The blueprint was published earlier this month in the online journal Physical Review Letters.

“This is a new phase of matter, period, but it is also really cool because it is one of the first examples of non-equilibrium matter,” said Yao, in a statement released by the school. “For the last half century, we have been exploring equilibrium matter, like metals and insulators. We are just now starting to explore a whole new landscape of non-equilibrium matter.”

The time-crystal concept was originally proposed in 2012 by Frank Wilczek, a Nobel laureate and theoretical physicist at MIT.

The structure of these crystals is inherently unable to settle down to motionless stability, like other crystals, from diamonds to snowflakes to quartz.

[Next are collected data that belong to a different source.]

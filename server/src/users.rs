//! Flat-file user accounts and watchlists.
//!
//! Accounts live in `users.json` under the data directory. Passwords are
//! stored as SHA-256 over a per-user random salt plus the password; the
//! file is rewritten through temp-then-rename like the catalog files.

use std::collections::BTreeMap;
use std::fs;
use std::path::{Path, PathBuf};
use std::sync::Mutex;

use chrono::{DateTime, Utc};
use serde::{Deserialize, Serialize};
use sha2::{Digest, Sha256};
use uuid::Uuid;

use crate::error::AppError;

pub const USERS_FILE: &str = "users.json";

#[derive(Debug, Clone, Serialize, Deserialize)]
pub struct UserRecord {
    pub username: String,
    pub password_salt: String,
    pub password_hash: String,
    pub created_at: DateTime<Utc>,
    #[serde(default)]
    pub watchlist: Vec<String>,
}

#[derive(Debug)]
pub struct UserStore {
    path: PathBuf,
    users: Mutex<BTreeMap<String, UserRecord>>,
}

impl UserStore {
    /// Load the user file, or start empty when it does not exist yet.
    pub fn load(data_dir: &Path) -> Result<Self, AppError> {
        let path = data_dir.join(USERS_FILE);

        let users = if path.exists() {
            let contents = fs::read_to_string(&path).map_err(internal)?;
            let records: Vec<UserRecord> = serde_json::from_str(&contents).map_err(internal)?;
            records
                .into_iter()
                .map(|u| (u.username.clone(), u))
                .collect()
        } else {
            BTreeMap::new()
        };

        Ok(Self {
            path,
            users: Mutex::new(users),
        })
    }

    /// Create an account. The username must be free.
    pub fn register(&self, username: &str, password: &str) -> Result<(), AppError> {
        if username.trim().is_empty() || password.is_empty() {
            return Err(AppError::MalformedPayload);
        }

        let mut users = self.users.lock().unwrap();
        if users.contains_key(username) {
            return Err(AppError::UsernameTaken);
        }

        let salt = Uuid::new_v4().to_string();
        users.insert(
            username.to_string(),
            UserRecord {
                username: username.to_string(),
                password_hash: hash_password(&salt, password),
                password_salt: salt,
                created_at: Utc::now(),
                watchlist: Vec::new(),
            },
        );

        save(&self.path, &users)
    }

    /// Check a username/password pair.
    pub fn verify(&self, username: &str, password: &str) -> bool {
        let users = self.users.lock().unwrap();

        match users.get(username) {
            Some(user) => user.password_hash == hash_password(&user.password_salt, password),
            None => false,
        }
    }

    pub fn watchlist(&self, username: &str) -> Vec<String> {
        self.users
            .lock()
            .unwrap()
            .get(username)
            .map(|u| u.watchlist.clone())
            .unwrap_or_default()
    }

    /// Add a film to a user's watchlist. Adding twice is a no-op.
    pub fn add_to_watchlist(&self, username: &str, film_id: &str) -> Result<(), AppError> {
        let mut users = self.users.lock().unwrap();
        let user = users.get_mut(username).ok_or(AppError::Unauthorized)?;

        if user.watchlist.iter().any(|id| id == film_id) {
            return Ok(());
        }
        user.watchlist.push(film_id.to_string());

        save(&self.path, &users)
    }

    /// Remove a film from a user's watchlist. Removing an absent id is a no-op.
    pub fn remove_from_watchlist(&self, username: &str, film_id: &str) -> Result<(), AppError> {
        let mut users = self.users.lock().unwrap();
        let user = users.get_mut(username).ok_or(AppError::Unauthorized)?;

        let before = user.watchlist.len();
        user.watchlist.retain(|id| id != film_id);
        if user.watchlist.len() == before {
            return Ok(());
        }

        save(&self.path, &users)
    }
}

fn save(path: &Path, users: &BTreeMap<String, UserRecord>) -> Result<(), AppError> {
    let records: Vec<&UserRecord> = users.values().collect();
    let contents = serde_json::to_vec_pretty(&records).map_err(internal)?;

    let tmp = path.with_extension("json.tmp");
    fs::write(&tmp, contents).map_err(internal)?;
    fs::rename(&tmp, path).map_err(internal)?;

    Ok(())
}

fn hash_password(salt: &str, password: &str) -> String {
    let mut hasher = Sha256::new();
    hasher.update(salt.as_bytes());
    hasher.update(password.as_bytes());

    hasher
        .finalize()
        .iter()
        .map(|b| format!("{b:02x}"))
        .collect()
}

fn internal<E: std::error::Error + Send + Sync + 'static>(e: E) -> AppError {
    AppError::Internal(Box::new(e))
}
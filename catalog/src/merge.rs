//! The merge step: join films with their festival appearances and
//! streaming availability, and derive filter options and festival
//! groupings from the joined data.

use std::collections::{BTreeMap, BTreeSet, HashMap};

use crate::types::{
    Edition, FestivalGroup, FilmRecord, FilmSummary, FilterOptions, MergedFilm, StreamingInfo,
};

/// The loaded catalog: master records plus the two join sources.
#[derive(Debug, Clone, Default)]
pub struct Catalog {
    films: BTreeMap<String, FilmRecord>,
    appearances: BTreeMap<Edition, Vec<String>>,
    streaming: HashMap<String, StreamingInfo>,
}

impl Catalog {
    pub fn new(
        films: Vec<FilmRecord>,
        appearances: BTreeMap<Edition, Vec<String>>,
        streaming: HashMap<String, StreamingInfo>,
    ) -> Self {
        Self {
            films: films.into_iter().map(|f| (f.id.clone(), f)).collect(),
            appearances,
            streaming,
        }
    }

    pub fn len(&self) -> usize {
        self.films.len()
    }

    pub fn is_empty(&self) -> bool {
        self.films.is_empty()
    }

    pub fn contains(&self, id: &str) -> bool {
        self.films.contains_key(id)
    }

    /// All films, each joined with its appearances and streaming info,
    /// sorted by title then id.
    pub fn merged(&self) -> Vec<MergedFilm> {
        let appearances_by_film = self.appearances_by_film();

        let mut merged: Vec<MergedFilm> = self
            .films
            .values()
            .map(|film| MergedFilm {
                film: film.clone(),
                appearances: appearances_by_film
                    .get(&film.id)
                    .cloned()
                    .unwrap_or_default(),
                streaming: self.streaming.get(&film.id).cloned(),
            })
            .collect();

        merged.sort_by(|a, b| {
            (a.film.title.as_str(), a.film.id.as_str())
                .cmp(&(b.film.title.as_str(), b.film.id.as_str()))
        });
        merged
    }

    /// Join a single film, or `None` for an unknown id.
    pub fn merged_film(&self, id: &str) -> Option<MergedFilm> {
        let film = self.films.get(id)?;

        let mut appearances: Vec<Edition> = self
            .appearances
            .iter()
            .filter(|(_, ids)| ids.iter().any(|i| i == id))
            .map(|(edition, _)| edition.clone())
            .collect();
        sort_appearances(&mut appearances);

        Some(MergedFilm {
            film: film.clone(),
            appearances,
            streaming: self.streaming.get(id).cloned(),
        })
    }

    /// Distinct filter values across the catalog, each list sorted.
    ///
    /// Streaming platforms only count for films that exist in the master
    /// file; a leftover streaming entry for a deleted film is inert.
    pub fn filter_options(&self) -> FilterOptions {
        let mut festivals = BTreeSet::new();
        let mut years = BTreeSet::new();
        for edition in self.appearances.keys() {
            festivals.insert(edition.festival.clone());
            years.insert(edition.year);
        }

        let mut genres = BTreeSet::new();
        let mut countries = BTreeSet::new();
        let mut platforms = BTreeSet::new();
        for film in self.films.values() {
            genres.extend(film.genres.iter().cloned());
            countries.extend(film.countries.iter().cloned());

            if let Some(info) = self.streaming.get(&film.id) {
                for offer in info
                    .streaming
                    .iter()
                    .chain(info.rent.iter())
                    .chain(info.buy.iter())
                {
                    platforms.insert(offer.platform.clone());
                }
            }
        }

        FilterOptions {
            festivals: festivals.into_iter().collect(),
            years: years.into_iter().collect(),
            genres: genres.into_iter().collect(),
            countries: countries.into_iter().collect(),
            platforms: platforms.into_iter().collect(),
        }
    }

    /// Festival groupings for the admin view: every edition with its
    /// films (title-sorted), editions newest first then by slug.
    /// Refs to ids with no film record are skipped.
    pub fn groupings(&self) -> Vec<FestivalGroup> {
        let mut groups: Vec<FestivalGroup> = self
            .appearances
            .iter()
            .map(|(edition, ids)| {
                let mut films: Vec<FilmSummary> = ids
                    .iter()
                    .filter_map(|id| self.films.get(id))
                    .map(|film| FilmSummary {
                        id: film.id.clone(),
                        title: film.title.clone(),
                    })
                    .collect();
                films.sort_by(|a, b| (&a.title, &a.id).cmp(&(&b.title, &b.id)));

                FestivalGroup {
                    edition: edition.clone(),
                    films,
                }
            })
            .collect();

        groups.sort_by(|a, b| {
            (std::cmp::Reverse(a.edition.year), &a.edition.festival)
                .cmp(&(std::cmp::Reverse(b.edition.year), &b.edition.festival))
        });
        groups
    }

    fn appearances_by_film(&self) -> HashMap<String, Vec<Edition>> {
        let mut by_film: HashMap<String, Vec<Edition>> = HashMap::new();
        for (edition, ids) in &self.appearances {
            for id in ids {
                if self.films.contains_key(id) {
                    by_film.entry(id.clone()).or_default().push(edition.clone());
                }
            }
        }

        for appearances in by_film.values_mut() {
            sort_appearances(appearances);
        }
        by_film
    }
}

/// Newest edition first, slug as tiebreak.
fn sort_appearances(appearances: &mut [Edition]) {
    appearances.sort_by(|a, b| {
        (std::cmp::Reverse(a.year), &a.festival).cmp(&(std::cmp::Reverse(b.year), &b.festival))
    });
}
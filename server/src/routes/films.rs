use std::sync::Arc;

use axum::{
    extract::{Path, State},
    Json,
};
use catalog::{FilterOptions, MergedFilm};

use crate::{error::AppError, state::AppState};

pub async fn list_films(State(state): State<Arc<AppState>>) -> Json<Vec<MergedFilm>> {
    Json(state.catalog.read().unwrap().merged.clone())
}

pub async fn get_film(
    State(state): State<Arc<AppState>>,
    Path(id): Path<String>,
) -> Result<Json<MergedFilm>, AppError> {
    state
        .catalog
        .read()
        .unwrap()
        .merged_film(&id)
        .map(Json)
        .ok_or(AppError::NotFound)
}

pub async fn filter_options(State(state): State<Arc<AppState>>) -> Json<FilterOptions> {
    Json(state.catalog.read().unwrap().catalog.filter_options())
}
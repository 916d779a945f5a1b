use std::sync::Arc;

use axum::{
    extract::State,
    http::{header::SET_COOKIE, HeaderMap, StatusCode},
    response::{AppendHeaders, IntoResponse},
    Json,
};
use serde::{Deserialize, Serialize};

use crate::{
    error::AppError,
    session::{clear_session_cookie, session_cookie, token_from_headers, CurrentUser},
    state::AppState,
};

#[derive(Deserialize)]
pub struct Credentials {
    pub username: String,
    pub password: String,
}

#[derive(Serialize)]
pub struct Me {
    pub username: String,
    pub watchlist: Vec<String>,
}

pub async fn register(
    State(state): State<Arc<AppState>>,
    Json(credentials): Json<Credentials>,
) -> Result<impl IntoResponse, AppError> {
    state
        .users
        .register(&credentials.username, &credentials.password)?;

    let token = state.sessions.create(&credentials.username);

    Ok((
        StatusCode::CREATED,
        AppendHeaders([(SET_COOKIE, session_cookie(token))]),
        Json(Me {
            username: credentials.username,
            watchlist: Vec::new(),
        }),
    ))
}

pub async fn login(
    State(state): State<Arc<AppState>>,
    Json(credentials): Json<Credentials>,
) -> Result<impl IntoResponse, AppError> {
    if !state
        .users
        .verify(&credentials.username, &credentials.password)
    {
        return Err(AppError::Unauthorized);
    }

    let token = state.sessions.create(&credentials.username);

    Ok((
        AppendHeaders([(SET_COOKIE, session_cookie(token))]),
        Json(Me {
            watchlist: state.users.watchlist(&credentials.username),
            username: credentials.username,
        }),
    ))
}

/// Always succeeds: a logout with no (or a stale) session still clears
/// the cookie.
pub async fn logout(State(state): State<Arc<AppState>>, headers: HeaderMap) -> impl IntoResponse {
    if let Some(token) = token_from_headers(&headers) {
        state.sessions.revoke(token);
    }

    (
        StatusCode::NO_CONTENT,
        AppendHeaders([(SET_COOKIE, clear_session_cookie())]),
    )
}

pub async fn me(State(state): State<Arc<AppState>>, user: CurrentUser) -> Json<Me> {
    Json(Me {
        watchlist: state.users.watchlist(&user.username),
        username: user.username,
    })
}
use std::{env, fmt::Display, path::PathBuf, str::FromStr};

use tracing::{info, warn};

#[derive(Debug, Clone)]
pub struct Config {
    pub port: u16,
    pub data_dir: PathBuf,
    pub admin_enabled: bool,
    pub session_ttl_hours: i64,
    pub cors_origin: String,
}

impl Config {
    pub fn load() -> Self {
        Self {
            port: try_load("FILMFEST_PORT", "8080"),
            data_dir: PathBuf::from(try_load::<String>("FILMFEST_DATA_DIR", "data")),
            admin_enabled: try_load("FILMFEST_ADMIN", "false"),
            session_ttl_hours: try_load("FILMFEST_SESSION_TTL_HOURS", "720"),
            cors_origin: try_load("FILMFEST_CORS_ORIGIN", "http://localhost:3000"),
        }
    }
}

fn var(key: &str) -> Result<String, ()> {
    env::var(key).map_err(|_| {
        warn!("Environment variable {key} not found, using default");
    })
}

fn try_load<T: FromStr>(key: &str, default: &str) -> T
where
    T::Err: Display,
{
    var(key)
        .unwrap_or_else(|_| {
            info!("{key} not set, using default: {default}");
            default.to_string()
        })
        .parse()
        .map_err(|e| {
            warn!("Invalid {key} value: {e}");
        })
        .expect("Environment misconfigured!")
}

The time crystals are “kicked” periodically – similar to tapping Jell-O and watching it jiggle, they said.

Teams at the University of Maryland and Harvard University both created their own time crystals, and have submitted papers that are pending publication.

The Maryland team lined up 10 ytterbium ions, then shot them alternately with two lasers: one to create a magnetic field, and the second to flip the atomic spins. Done repeatedly, the atoms settled into a spin-flip pattern which was relatively stable (in their instability).

The Harvard team instead used dense nitrogen nuggets within diamonds to make its time crystal.

Although the time crystals have no pragmatic use currently, the concept of non-equilibrium matter may hold untapped – and unforeseen – uses to humanity in the future, according to a perspective piece by Phil Richerme of Indiana University which accompanied the blueprint paper.

The breakthrough “confirms that symmetry breaking can occur in essentially all natural realms,” the experimental atomic physicist writes.

“Such similar results achieved in two wildly disparate systems underscore that time crystals are a broad new phase of matter, not simply a curiosity relegated to small or narrowly specific systems,” Richerme adds.